→ INPUT DATA:
⟨
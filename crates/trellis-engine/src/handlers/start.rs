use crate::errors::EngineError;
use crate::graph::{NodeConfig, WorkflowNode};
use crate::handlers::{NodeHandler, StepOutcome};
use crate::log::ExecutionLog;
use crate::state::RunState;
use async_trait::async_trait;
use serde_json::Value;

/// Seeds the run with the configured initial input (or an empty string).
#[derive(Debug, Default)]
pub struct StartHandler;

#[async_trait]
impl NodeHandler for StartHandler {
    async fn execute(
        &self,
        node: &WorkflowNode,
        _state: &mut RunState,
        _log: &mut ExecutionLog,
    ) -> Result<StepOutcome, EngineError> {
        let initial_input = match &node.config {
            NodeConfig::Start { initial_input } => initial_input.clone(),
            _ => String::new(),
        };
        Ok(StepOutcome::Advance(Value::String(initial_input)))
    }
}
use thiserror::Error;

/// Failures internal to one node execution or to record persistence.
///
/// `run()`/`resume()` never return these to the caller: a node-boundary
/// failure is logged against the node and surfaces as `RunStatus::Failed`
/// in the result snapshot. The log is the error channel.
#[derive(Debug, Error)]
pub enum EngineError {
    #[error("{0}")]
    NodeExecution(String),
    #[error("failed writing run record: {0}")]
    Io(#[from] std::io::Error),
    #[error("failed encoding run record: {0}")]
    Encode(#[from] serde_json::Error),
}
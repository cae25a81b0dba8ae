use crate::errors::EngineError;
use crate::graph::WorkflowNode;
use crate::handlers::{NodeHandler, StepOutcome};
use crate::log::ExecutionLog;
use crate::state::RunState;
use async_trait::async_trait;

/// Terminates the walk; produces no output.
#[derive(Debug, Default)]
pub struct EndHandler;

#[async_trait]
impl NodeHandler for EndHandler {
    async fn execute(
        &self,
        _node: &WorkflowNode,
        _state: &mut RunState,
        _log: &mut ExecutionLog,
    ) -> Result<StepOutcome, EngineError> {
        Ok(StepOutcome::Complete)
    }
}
⟩
⟨
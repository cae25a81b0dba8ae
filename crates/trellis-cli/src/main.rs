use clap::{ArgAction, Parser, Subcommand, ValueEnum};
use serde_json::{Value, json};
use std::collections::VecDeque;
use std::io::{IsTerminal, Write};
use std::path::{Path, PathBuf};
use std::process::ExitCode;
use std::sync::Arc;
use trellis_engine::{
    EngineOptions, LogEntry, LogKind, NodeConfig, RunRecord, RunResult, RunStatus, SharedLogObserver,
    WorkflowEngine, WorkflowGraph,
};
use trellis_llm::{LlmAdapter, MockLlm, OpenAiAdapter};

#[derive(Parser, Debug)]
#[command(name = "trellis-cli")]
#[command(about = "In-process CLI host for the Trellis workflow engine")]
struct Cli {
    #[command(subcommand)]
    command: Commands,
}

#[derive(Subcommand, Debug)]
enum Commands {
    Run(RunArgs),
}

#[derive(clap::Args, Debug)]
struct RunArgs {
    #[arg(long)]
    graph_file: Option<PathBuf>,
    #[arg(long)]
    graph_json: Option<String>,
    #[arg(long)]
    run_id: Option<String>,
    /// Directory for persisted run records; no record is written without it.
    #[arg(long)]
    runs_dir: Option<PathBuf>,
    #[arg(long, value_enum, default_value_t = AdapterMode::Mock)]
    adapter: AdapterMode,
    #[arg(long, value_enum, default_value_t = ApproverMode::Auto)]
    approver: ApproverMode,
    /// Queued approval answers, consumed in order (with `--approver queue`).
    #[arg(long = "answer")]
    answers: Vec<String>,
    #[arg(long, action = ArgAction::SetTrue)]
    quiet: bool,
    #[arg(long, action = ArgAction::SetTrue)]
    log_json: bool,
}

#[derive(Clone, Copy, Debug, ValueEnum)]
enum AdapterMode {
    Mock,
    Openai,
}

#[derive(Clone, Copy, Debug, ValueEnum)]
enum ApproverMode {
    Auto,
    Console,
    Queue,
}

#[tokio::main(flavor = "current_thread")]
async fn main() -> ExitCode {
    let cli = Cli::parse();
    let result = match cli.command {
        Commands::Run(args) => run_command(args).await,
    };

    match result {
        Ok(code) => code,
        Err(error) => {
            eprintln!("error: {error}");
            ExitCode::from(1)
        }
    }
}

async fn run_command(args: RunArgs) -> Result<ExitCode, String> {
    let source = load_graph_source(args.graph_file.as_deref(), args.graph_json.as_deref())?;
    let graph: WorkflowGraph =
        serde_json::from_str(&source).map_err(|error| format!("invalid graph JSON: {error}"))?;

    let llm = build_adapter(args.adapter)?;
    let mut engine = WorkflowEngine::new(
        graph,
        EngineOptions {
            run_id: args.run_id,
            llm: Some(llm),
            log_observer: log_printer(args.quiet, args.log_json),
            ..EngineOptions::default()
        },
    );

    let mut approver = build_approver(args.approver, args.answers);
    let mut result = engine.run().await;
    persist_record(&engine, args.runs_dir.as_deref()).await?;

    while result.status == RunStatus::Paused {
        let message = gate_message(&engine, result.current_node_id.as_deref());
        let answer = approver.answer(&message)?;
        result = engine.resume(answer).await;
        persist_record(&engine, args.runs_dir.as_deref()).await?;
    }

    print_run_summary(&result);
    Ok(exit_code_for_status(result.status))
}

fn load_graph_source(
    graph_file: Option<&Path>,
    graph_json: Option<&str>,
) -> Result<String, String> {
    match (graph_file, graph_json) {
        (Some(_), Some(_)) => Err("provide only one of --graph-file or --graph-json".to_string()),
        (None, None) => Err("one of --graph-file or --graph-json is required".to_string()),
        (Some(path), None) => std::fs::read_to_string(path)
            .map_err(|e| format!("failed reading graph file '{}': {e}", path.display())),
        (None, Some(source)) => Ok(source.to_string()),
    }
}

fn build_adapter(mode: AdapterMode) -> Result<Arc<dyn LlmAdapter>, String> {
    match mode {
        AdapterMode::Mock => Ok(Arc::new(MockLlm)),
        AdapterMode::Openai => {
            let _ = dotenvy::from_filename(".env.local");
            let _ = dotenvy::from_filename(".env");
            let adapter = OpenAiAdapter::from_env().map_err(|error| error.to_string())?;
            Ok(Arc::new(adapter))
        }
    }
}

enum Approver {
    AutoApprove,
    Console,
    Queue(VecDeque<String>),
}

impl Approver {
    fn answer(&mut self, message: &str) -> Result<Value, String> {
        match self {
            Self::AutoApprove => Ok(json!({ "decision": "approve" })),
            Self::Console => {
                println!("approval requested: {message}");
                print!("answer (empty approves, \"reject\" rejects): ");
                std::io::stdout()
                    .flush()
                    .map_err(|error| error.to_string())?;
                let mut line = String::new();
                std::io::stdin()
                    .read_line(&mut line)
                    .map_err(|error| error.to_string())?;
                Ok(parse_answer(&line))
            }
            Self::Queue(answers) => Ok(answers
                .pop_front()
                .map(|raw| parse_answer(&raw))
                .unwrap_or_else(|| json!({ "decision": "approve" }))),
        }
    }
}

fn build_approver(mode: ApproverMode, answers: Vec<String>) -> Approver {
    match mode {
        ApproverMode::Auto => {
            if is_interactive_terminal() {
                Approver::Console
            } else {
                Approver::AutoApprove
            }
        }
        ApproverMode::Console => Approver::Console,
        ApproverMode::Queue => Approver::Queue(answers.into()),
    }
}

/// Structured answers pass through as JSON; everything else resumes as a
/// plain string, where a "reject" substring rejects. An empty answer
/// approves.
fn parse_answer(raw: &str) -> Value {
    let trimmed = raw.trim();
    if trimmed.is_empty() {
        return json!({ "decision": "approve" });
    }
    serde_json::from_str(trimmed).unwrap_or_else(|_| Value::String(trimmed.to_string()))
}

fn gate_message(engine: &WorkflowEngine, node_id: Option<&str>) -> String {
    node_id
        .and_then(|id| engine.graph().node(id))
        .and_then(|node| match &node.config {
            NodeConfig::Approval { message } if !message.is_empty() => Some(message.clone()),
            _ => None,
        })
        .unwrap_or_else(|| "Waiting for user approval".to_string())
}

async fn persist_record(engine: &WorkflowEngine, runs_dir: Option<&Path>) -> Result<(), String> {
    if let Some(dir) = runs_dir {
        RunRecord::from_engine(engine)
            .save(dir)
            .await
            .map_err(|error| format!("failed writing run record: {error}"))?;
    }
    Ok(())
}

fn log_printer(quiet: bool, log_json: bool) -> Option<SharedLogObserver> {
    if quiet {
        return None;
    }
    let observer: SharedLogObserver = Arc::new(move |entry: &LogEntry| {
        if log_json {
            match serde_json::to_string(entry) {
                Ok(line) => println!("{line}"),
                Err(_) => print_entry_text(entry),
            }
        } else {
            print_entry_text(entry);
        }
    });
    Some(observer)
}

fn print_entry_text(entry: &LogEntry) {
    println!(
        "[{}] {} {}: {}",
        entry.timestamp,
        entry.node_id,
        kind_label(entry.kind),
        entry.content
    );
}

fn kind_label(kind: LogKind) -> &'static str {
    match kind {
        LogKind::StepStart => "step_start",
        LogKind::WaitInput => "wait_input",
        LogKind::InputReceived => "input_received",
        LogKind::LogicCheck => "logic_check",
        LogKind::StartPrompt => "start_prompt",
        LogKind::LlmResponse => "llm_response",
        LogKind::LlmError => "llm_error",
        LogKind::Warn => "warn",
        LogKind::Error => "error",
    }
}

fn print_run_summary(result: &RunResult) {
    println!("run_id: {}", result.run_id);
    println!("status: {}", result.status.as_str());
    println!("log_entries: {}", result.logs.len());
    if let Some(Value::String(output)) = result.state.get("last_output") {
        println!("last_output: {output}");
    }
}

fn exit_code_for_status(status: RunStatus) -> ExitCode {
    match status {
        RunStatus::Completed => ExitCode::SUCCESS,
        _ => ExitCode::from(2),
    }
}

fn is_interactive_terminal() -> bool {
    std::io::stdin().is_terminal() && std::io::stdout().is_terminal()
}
⟩
→ WHAT YOU ARE ASKED TO DO:
Tally the lines of the data that contain the string "impl", and report nothing but the tally.

→ YOUR RESPONSE:
3